Controllable single-photon nonreciprocal transmission in a cavity optomechanical system with a weak coherent driving

TL;DR

This paper demonstrates controllable nonreciprocal single-photon transmission in a cavity optomechanical system, showing how weak coherent driving can switch between isolation and amplification, with considerations of thermal noise effects.

Contribution

It introduces a method to control single-photon nonreciprocity in an optomechanical system using weak coherent driving, expanding understanding of quantum nonreciprocal devices.

Findings

Achieved transformation from unidirectional isolation to amplification at the single-photon level.

Identified the importance of input-output spectrum comparison for nonreciprocity analysis.

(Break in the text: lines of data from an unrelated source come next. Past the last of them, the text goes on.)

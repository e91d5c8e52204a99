// Aglogen Assistant — Tool system

pub mod analysis;
pub mod context;
pub mod executor;
pub mod knowledge;
pub mod registration;
pub mod registry;
pub mod schema;
pub mod simulation;
pub mod study;
pub mod utility;
pub mod validation;

pub use context::{ContextManager, RequestInfo, ToolContext};
pub use executor::ToolExecutor;
pub use registry::ToolRegistry;
pub use schema::{Param, ParamType, ToolBuilder};

use async_trait::async_trait;
use serde::de::DeserializeOwned;
use serde::{Deserialize, Serialize, Serializer};
use serde_json::{json, Map, Value};
use std::collections::BTreeSet;
use std::fmt;
use std::future::Future;
use std::sync::Arc;
use thiserror::Error;

use crate::queue::QueueError;
use crate::store::{StoreError, User};

/// Raw JSON arguments as received from the LLM or the HTTP API.
pub type Arguments = Map<String, Value>;

/// Parameters filled from the execution context unless a tool says otherwise.
pub const DEFAULT_INJECTED_PARAMS: [&str; 2] = ["user", "project_id"];

// ---------------------------------------------------------------------------
// Error taxonomy
// ---------------------------------------------------------------------------

/// Category of a failed tool call. Serialises to the `error_type` strings the
/// frontend and the LLM already understand.
#[derive(Debug, Clone, PartialEq, Eq, Hash, Serialize, Deserialize)]
#[serde(from = "String", into = "String")]
pub enum ErrorKind {
    ToolNotFound,
    Context,
    Validation,
    Value,
    Permission,
    Internal,
    Authentication,
    Search,
    Other(String),
}

impl ErrorKind {
    pub fn as_str(&self) -> &str {
        match self {
            ErrorKind::ToolNotFound => "ToolNotFoundError",
            ErrorKind::Context => "ContextError",
            ErrorKind::Validation => "ValidationError",
            ErrorKind::Value => "ValueError",
            ErrorKind::Permission => "PermissionError",
            ErrorKind::Internal => "InternalError",
            ErrorKind::Authentication => "AuthenticationError",
            ErrorKind::Search => "SearchError",
            ErrorKind::Other(s) => s,
        }
    }
}

impl From<String> for ErrorKind {
    fn from(s: String) -> Self {
        match s.as_str() {
            "ToolNotFoundError" => ErrorKind::ToolNotFound,
            "ContextError" => ErrorKind::Context,
            "ValidationError" => ErrorKind::Validation,
            "ValueError" => ErrorKind::Value,
            "PermissionError" => ErrorKind::Permission,
            "InternalError" => ErrorKind::Internal,
            "AuthenticationError" => ErrorKind::Authentication,
            "SearchError" => ErrorKind::Search,
            _ => ErrorKind::Other(s),
        }
    }
}

impl From<ErrorKind> for String {
    fn from(kind: ErrorKind) -> Self {
        kind.as_str().to_string()
    }
}

impl fmt::Display for ErrorKind {
    fn fmt(&self, f: &mut fmt::Formatter<'_>) -> fmt::Result {
        f.write_str(self.as_str())
    }
}

// ---------------------------------------------------------------------------
// Tool result
// ---------------------------------------------------------------------------

#[derive(Debug, Clone, PartialEq, Serialize)]
pub struct ToolError {
    pub error_type: ErrorKind,
    pub message: String,
    #[serde(skip_serializing_if = "details_empty")]
    pub details: Option<Value>,
    pub recoverable: bool,
}

fn details_empty(details: &Option<Value>) -> bool {
    match details {
        None | Some(Value::Null) => true,
        Some(Value::Object(m)) => m.is_empty(),
        Some(_) => false,
    }
}

impl ToolError {
    pub fn new(error_type: ErrorKind, message: impl Into<String>) -> Self {
        Self {
            error_type,
            message: message.into(),
            details: None,
            recoverable: true,
        }
    }

    pub fn with_details(mut self, details: Value) -> Self {
        self.details = Some(details);
        self
    }

    pub fn recoverable(mut self, recoverable: bool) -> Self {
        self.recoverable = recoverable;
        self
    }

    pub fn to_dict(&self) -> Value {
        serde_json::to_value(self).unwrap_or(Value::Null)
    }
}

/// Outcome of a tool call: success data or a typed error, never both.
#[derive(Debug, Clone, PartialEq)]
pub enum ToolResult {
    Success(Map<String, Value>),
    Failure(ToolError),
}

impl ToolResult {
    pub fn success_result(data: Map<String, Value>) -> Self {
        ToolResult::Success(data)
    }

    pub fn error_result(
        error_type: ErrorKind,
        message: impl Into<String>,
        details: Option<Value>,
        recoverable: bool,
    ) -> Self {
        ToolResult::Failure(ToolError {
            error_type,
            message: message.into(),
            details,
            recoverable,
        })
    }

    pub fn is_success(&self) -> bool {
        matches!(self, ToolResult::Success(_))
    }

    pub fn data(&self) -> Option<&Map<String, Value>> {
        match self {
            ToolResult::Success(data) => Some(data),
            ToolResult::Failure(_) => None,
        }
    }

    pub fn error(&self) -> Option<&ToolError> {
        match self {
            ToolResult::Success(_) => None,
            ToolResult::Failure(err) => Some(err),
        }
    }

    pub fn to_dict(&self) -> Value {
        match self {
            ToolResult::Success(data) => json!({"success": true, "data": data}),
            ToolResult::Failure(err) => json!({"success": false, "error": err.to_dict()}),
        }
    }
}

impl Serialize for ToolResult {
    fn serialize<S: Serializer>(&self, serializer: S) -> Result<S::Ok, S::Error> {
        self.to_dict().serialize(serializer)
    }
}

// ---------------------------------------------------------------------------
// Handler contract
// ---------------------------------------------------------------------------

/// Business-level failure raised by a handler. The executor maps each variant
/// onto the error taxonomy; `Internal` never reaches the caller verbatim.
#[derive(Debug, Error)]
pub enum ToolFailure {
    #[error("{0}")]
    Value(String),
    #[error("{0}")]
    Permission(String),
    #[error("{message}")]
    Execution {
        error_type: ErrorKind,
        message: String,
        details: Option<Value>,
        recoverable: bool,
    },
    #[error(transparent)]
    Internal(#[from] anyhow::Error),
}

impl ToolFailure {
    pub fn value(msg: impl Into<String>) -> Self {
        ToolFailure::Value(msg.into())
    }

    pub fn permission(msg: impl Into<String>) -> Self {
        ToolFailure::Permission(msg.into())
    }
}

impl From<StoreError> for ToolFailure {
    fn from(err: StoreError) -> Self {
        match err {
            StoreError::NotFound(_) | StoreError::Invalid(_) => ToolFailure::Value(err.to_string()),
            StoreError::Forbidden(_) => ToolFailure::Permission(err.to_string()),
            StoreError::Io(_) | StoreError::Serde(_) => ToolFailure::Internal(err.into()),
        }
    }
}

impl From<QueueError> for ToolFailure {
    fn from(err: QueueError) -> Self {
        ToolFailure::Execution {
            error_type: ErrorKind::Internal,
            message: err.to_string(),
            details: None,
            recoverable: matches!(err, QueueError::Full(_)),
        }
    }
}

/// What a handler hands back before the executor wraps it.
#[derive(Debug, Clone)]
pub enum HandlerOutput {
    Result(ToolResult),
    Data(Value),
}

impl From<ToolResult> for HandlerOutput {
    fn from(r: ToolResult) -> Self {
        HandlerOutput::Result(r)
    }
}

impl From<Value> for HandlerOutput {
    fn from(v: Value) -> Self {
        HandlerOutput::Data(v)
    }
}

pub type HandlerResult = Result<HandlerOutput, ToolFailure>;

#[async_trait]
pub trait ToolHandler: Send + Sync {
    async fn call(&self, args: Arguments) -> HandlerResult;
}

#[async_trait]
impl<F, Fut> ToolHandler for F
where
    F: Fn(Arguments) -> Fut + Send + Sync,
    Fut: Future<Output = HandlerResult> + Send,
{
    async fn call(&self, args: Arguments) -> HandlerResult {
        (self)(args).await
    }
}

/// Adapt an `async fn(state, args)` into a handler that owns a clone of
/// `state` for every call.
pub fn with_state<S, F, Fut>(state: S, f: F) -> impl ToolHandler
where
    S: Clone + Send + Sync + 'static,
    F: Fn(S, Arguments) -> Fut + Send + Sync + 'static,
    Fut: Future<Output = HandlerResult> + Send + 'static,
{
    move |args: Arguments| f(state.clone(), args)
}

/// Deserialize the merged arguments into a handler's typed parameter struct.
pub fn parse_args<T: DeserializeOwned>(args: Arguments) -> Result<T, ToolFailure> {
    serde_json::from_value(Value::Object(args))
        .map_err(|e| ToolFailure::Value(format!("Invalid arguments: {}", e)))
}

// ---------------------------------------------------------------------------
// Tool definition
// ---------------------------------------------------------------------------

/// Which merged argument keys reach the handler.
#[derive(Debug, Clone, PartialEq, Eq)]
pub enum AcceptedArgs {
    /// Only these names; anything else is dropped before invocation.
    Declared(BTreeSet<String>),
    /// Everything passes through.
    Any,
}

impl AcceptedArgs {
    pub fn accepts(&self, name: &str) -> bool {
        match self {
            AcceptedArgs::Declared(names) => names.contains(name),
            AcceptedArgs::Any => true,
        }
    }
}

#[derive(Clone)]
pub struct ToolDefinition {
    pub name: String,
    pub description: String,
    pub parameters: Value,
    pub handler: Arc<dyn ToolHandler>,
    pub category: String,
    pub requires_project: bool,
    pub is_async: bool,
    pub injected_params: BTreeSet<String>,
    pub accepted: AcceptedArgs,
}

impl ToolDefinition {
    pub fn new(
        name: impl Into<String>,
        description: impl Into<String>,
        parameters: Value,
        handler: impl ToolHandler + 'static,
    ) -> Self {
        Self {
            name: name.into(),
            description: description.into(),
            parameters,
            handler: Arc::new(handler),
            category: "utility".to_string(),
            requires_project: false,
            is_async: false,
            injected_params: DEFAULT_INJECTED_PARAMS.iter().map(|s| s.to_string()).collect(),
            accepted: AcceptedArgs::Any,
        }
    }

    pub fn with_category(mut self, category: impl Into<String>) -> Self {
        self.category = category.into();
        self
    }

    pub fn with_requires_project(mut self, requires_project: bool) -> Self {
        self.requires_project = requires_project;
        self
    }

    pub fn with_async(mut self, is_async: bool) -> Self {
        self.is_async = is_async;
        self
    }

    pub fn with_injected_params<I, S>(mut self, params: I) -> Self
    where
        I: IntoIterator<Item = S>,
        S: Into<String>,
    {
        self.injected_params = params.into_iter().map(Into::into).collect();
        self
    }

    pub fn with_accepted(mut self, accepted: AcceptedArgs) -> Self {
        self.accepted = accepted;
        self
    }

    pub fn to_anthropic_format(&self) -> Value {
        json!({
            "name": self.name,
            "description": self.description,
            "input_schema": self.parameters,
        })
    }

    pub fn to_openai_format(&self) -> Value {
        json!({
            "type": "function",
            "function": {
                "name": self.name,
                "description": self.description,
                "parameters": self.parameters,
            }
        })
    }

    pub fn to_dict(&self) -> Value {
        json!({
            "name": self.name,
            "description": self.description,
            "parameters": self.parameters,
            "category": self.category,
            "requires_project": self.requires_project,
            "is_async": self.is_async,
        })
    }
}

impl fmt::Debug for ToolDefinition {
    fn fmt(&self, f: &mut fmt::Formatter<'_>) -> fmt::Result {
        f.debug_struct("ToolDefinition")
            .field("name", &self.name)
            .field("category", &self.category)
            .field("requires_project", &self.requires_project)
            .field("is_async", &self.is_async)
            .finish_non_exhaustive()
    }
}

// ---------------------------------------------------------------------------
// Helpers shared by the tool collections
// ---------------------------------------------------------------------------

/// Round half away from zero to `places` decimals.
pub(crate) fn round_to(value: f64, places: i32) -> f64 {
    let factor = 10f64.powi(places);
    (value * factor).round() / factor
}

/// The injected caller. Tools refuse to run without one.
pub(crate) fn caller(user: Option<User>) -> Result<User, ToolFailure> {
    user.ok_or_else(|| ToolFailure::permission("Authentication required"))
}

pub(crate) fn obj(value: Value) -> Map<String, Value> {
    match value {
        Value::Object(m) => m,
        other => {
            let mut m = Map::new();
            m.insert("result".to_string(), other);
            m
        }
    }
}
// Aglogen Assistant — command-line entry point

use aglogen_assistant::assistant::AIService;
use aglogen_assistant::config::Config;
use aglogen_assistant::crypto::ApiKeyEncryption;
use aglogen_assistant::queue::{Lane, TaskQueue};
use aglogen_assistant::rag::embedding::EmbeddingService;
use aglogen_assistant::rag::indexer::Indexer;
use aglogen_assistant::rag::{DocumentIndex, RAGSearchService};
use aglogen_assistant::store::{AIProviderConfig, Store, User};
use aglogen_assistant::tool::registration::{register_all_tools, ToolServices};
use aglogen_assistant::tool::ToolRegistry;
use aglogen_assistant::web::{self, AppState};
use clap::{Parser, Subcommand, ValueEnum};
use serde_json::{json, Map};
use std::net::SocketAddr;
use std::path::{Path, PathBuf};
use std::sync::Arc;

const QUEUE_CAPACITY: usize = 4096;

// ---------------------------------------------------------------------------
// CLI definition
// ---------------------------------------------------------------------------

#[derive(Parser)]
#[command(
    name = "aglogen-assistant",
    about = "Aglogen Assistant — AI tools and knowledge search for aggregate simulations",
    version
)]
struct Cli {
    /// Config file path
    #[arg(short, long, global = true)]
    config: Option<String>,

    #[command(subcommand)]
    command: Commands,
}

#[derive(Clone, Copy, ValueEnum)]
enum CatalogFormat {
    Json,
    Openai,
    Anthropic,
}

#[derive(Subcommand)]
enum Commands {
    /// Start the HTTP API
    Serve {
        #[arg(long)]
        host: Option<String>,
        #[arg(short, long)]
        port: Option<u16>,
    },
    /// Print the tool catalog
    Tools {
        #[arg(short, long, value_enum, default_value = "json")]
        format: CatalogFormat,
        /// Only tools in this category
        #[arg(long)]
        category: Option<String>,
    },
    /// Print a new encryption key
    Keygen,
    /// Encrypt an API key for storage
    Encrypt { value: String },
    /// Create a user and print a bearer token for it
    UserAdd {
        username: String,
        #[arg(long)]
        superuser: bool,
    },
    /// Store an LLM provider configuration for a user
    ProviderAdd {
        #[arg(long)]
        user_id: i64,
        #[arg(long)]
        provider: String,
        #[arg(long)]
        model: String,
        #[arg(long)]
        api_key: String,
        #[arg(long)]
        default: bool,
    },
    /// Add a scientific document to the global knowledge base and index it
    AddDocument {
        title: String,
        /// File holding the document text
        path: PathBuf,
    },
    /// Re-index all completed simulations and analyses a user owns
    Reindex {
        #[arg(long)]
        user_id: i64,
    },
    /// Show version information
    Version,
}

// ---------------------------------------------------------------------------
// Entry point
// ---------------------------------------------------------------------------

#[tokio::main]
async fn main() {
    let cli = Cli::parse();
    let level = match cli.command {
        Commands::Serve { .. } => "info",
        _ => "warn",
    };
    aglogen_assistant::logger::init(level);

    let cfg = load_config(cli.config.as_deref());

    let result = match cli.command {
        Commands::Serve { host, port } => serve_cmd(cfg, host, port).await,
        Commands::Tools { format, category } => tools_cmd(format, category.as_deref()).await,
        Commands::Keygen => {
            println!("{}", ApiKeyEncryption::generate_key());
            Ok(())
        }
        Commands::Encrypt { value } => encrypt_cmd(&cfg, &value),
        Commands::UserAdd { username, superuser } => user_add_cmd(&cfg, &username, superuser).await,
        Commands::ProviderAdd {
            user_id,
            provider,
            model,
            api_key,
            default,
        } => provider_add_cmd(&cfg, user_id, &provider, &model, &api_key, default).await,
        Commands::AddDocument { title, path } => add_document_cmd(&cfg, &title, &path).await,
        Commands::Reindex { user_id } => reindex_cmd(&cfg, user_id).await,
        Commands::Version => {
            println!("aglogen-assistant v{}", aglogen_assistant::VERSION);
            Ok(())
        }
    };

    if let Err(e) = result {
        eprintln!("Error: {:#}", e);
        std::process::exit(1);
    }
}

fn load_config(path: Option<&str>) -> Config {
    let config_path = match path {
        Some(p) => PathBuf::from(p),
        None => Config::default_path().unwrap_or_else(|_| PathBuf::from("config.json")),
    };
    Config::load(&config_path).unwrap_or_else(|e| {
        tracing::warn!("Failed to load config: {}, using defaults", e);
        Config::default()
    })
}

// ---------------------------------------------------------------------------
// Runtime wiring
// ---------------------------------------------------------------------------

struct Runtime {
    store: Store,
    queue: TaskQueue,
    search: RAGSearchService,
}

fn open_runtime(cfg: &Config) -> anyhow::Result<Runtime> {
    let embeddings = EmbeddingService::from_config(&cfg.rag)?;
    let (store, index) = if cfg.storage.persist {
        let dir = cfg.data_dir()?;
        std::fs::create_dir_all(&dir)?;
        (
            Store::open(&dir.join("store.json"))?,
            DocumentIndex::open(&dir.join("index.json"))?,
        )
    } else {
        (Store::new(), DocumentIndex::new())
    };
    Ok(Runtime {
        store,
        queue: TaskQueue::new(QUEUE_CAPACITY),
        search: RAGSearchService::new(index, embeddings),
    })
}

// ---------------------------------------------------------------------------
// Commands
// ---------------------------------------------------------------------------

async fn serve_cmd(mut cfg: Config, host: Option<String>, port: Option<u16>) -> anyhow::Result<()> {
    if let Some(host) = host {
        cfg.server.host = host;
    }
    if let Some(port) = port {
        cfg.server.port = port;
    }
    cfg.validate()?;

    let rt = open_runtime(&cfg)?;
    let registry = ToolRegistry::global();
    let services = ToolServices::new(rt.store.clone(), rt.queue.clone(), rt.search.clone());
    register_all_tools(&registry, &services).await;

    Indexer::new(rt.store.clone(), rt.search.clone(), rt.queue.clone()).spawn_worker();

    let assistant = AIService::new(
        rt.store.clone(),
        Arc::new(cfg.encryption()?),
        cfg.assistant.clone(),
        cfg.tools.clone(),
    );
    let addr: SocketAddr = format!("{}:{}", cfg.server.host, cfg.server.port).parse()?;
    let state = Arc::new(AppState {
        store: rt.store,
        registry,
        search: rt.search,
        queue: rt.queue,
        assistant,
        config: cfg,
    });
    println!("Aglogen Assistant API listening on http://{}", addr);
    web::start_server(addr, state).await
}

async fn tools_cmd(format: CatalogFormat, category: Option<&str>) -> anyhow::Result<()> {
    let registry = ToolRegistry::new();
    let services = ToolServices::new(Store::new(), TaskQueue::new(1), RAGSearchService::default());
    register_all_tools(&registry, &services).await;

    let categories = category.map(|c| vec![c]);
    let catalog = match format {
        CatalogFormat::Openai => json!(registry.to_openai_format(categories.as_deref()).await),
        CatalogFormat::Anthropic => json!(registry.to_anthropic_format(categories.as_deref()).await),
        CatalogFormat::Json => {
            let tools = match category {
                Some(c) => registry.get_tools_by_category(c).await,
                None => registry.get_all_tools().await,
            };
            json!(tools.iter().map(|t| t.to_dict()).collect::<Vec<_>>())
        }
    };
    println!("{}", serde_json::to_string_pretty(&catalog)?);
    Ok(())
}

fn encrypt_cmd(cfg: &Config, value: &str) -> anyhow::Result<()> {
    let encryption = cfg.encryption()?;
    println!("{}", encryption.encrypt(value)?);
    Ok(())
}

async fn user_add_cmd(cfg: &Config, username: &str, superuser: bool) -> anyhow::Result<()> {
    let rt = open_runtime(cfg)?;
    let id = rt.store.read(|d| d.users.keys().max().copied().unwrap_or(0)).await + 1;
    let mut user = User::new(id, username);
    if superuser {
        user = user.superuser();
    }
    rt.store.add_user(user).await?;
    let token = rt.store.issue_token(id).await?;
    println!("Created user {} (id {})", username, id);
    println!("Token: {}", token);
    Ok(())
}

async fn provider_add_cmd(
    cfg: &Config,
    user_id: i64,
    provider: &str,
    model: &str,
    api_key: &str,
    default: bool,
) -> anyhow::Result<()> {
    let encryption = cfg.encryption()?;
    let rt = open_runtime(cfg)?;
    if rt.store.user(user_id).await.is_none() {
        anyhow::bail!("User '{}' not found", user_id);
    }
    let mut config = AIProviderConfig::new(user_id, provider, model, encryption.encrypt(api_key)?);
    config.is_default = default;
    rt.store.add_provider_config(config).await?;
    println!("Stored {} provider ({}) for user {}", provider, model, user_id);
    Ok(())
}

async fn add_document_cmd(cfg: &Config, title: &str, path: &Path) -> anyhow::Result<()> {
    let content = std::fs::read_to_string(path)?;
    let rt = open_runtime(cfg)?;
    let indexer = Indexer::new(rt.store, rt.search, rt.queue);
    let doc = indexer.add_scientific_document(title, &content, Map::new()).await?;
    let result = indexer.index_scientific_document(&doc.id).await;
    println!("{}", serde_json::to_string_pretty(&result)?);
    Ok(())
}

async fn reindex_cmd(cfg: &Config, user_id: i64) -> anyhow::Result<()> {
    let rt = open_runtime(cfg)?;
    let indexer = Indexer::new(rt.store, rt.search, rt.queue.clone());
    let summary = indexer.reindex_user(user_id).await;
    let queued = summary["queued"].as_u64().unwrap_or(0);
    for _ in 0..queued {
        let Some(task) = rt.queue.next_in(Lane::Indexing).await else {
            break;
        };
        indexer.handle_task(&task).await;
    }
    println!("{}", serde_json::to_string_pretty(&summary)?);
    Ok(())
}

Analyzed the impact of mechanical thermal noise on nonreciprocal transmission.

Abstract

We study the nonreciprocal transmission of a single-photon in a cavity optomechanical system, in which the cavity supports a clockwise and a counter-clockwise circulating optical modes, the mechanical resonator (MR) is excited by a weak coherent driving, and the signal photon is made up of a sequence of pulses with exactly one photon per pulse. We find that, if the input state is a single-photon state, it is insufficient to study the nonreciprocity only from the perspective of the transmission spectrums, since the frequencies where the nonreciprocity happens are far away from the peak frequency of the single-photon. So we show the nonreciprocal transmission behavior by comparing the spectrums of the input and output fields. In our system, we can achieve a transformation of the signal transmission from unidirectional isolation to unidirectional amplification in the single-photon level by changing the amplitude of the weak coherent driving. The effects of the mechanical thermal noise on the single-photon nonreciprocal transmission are also discussed.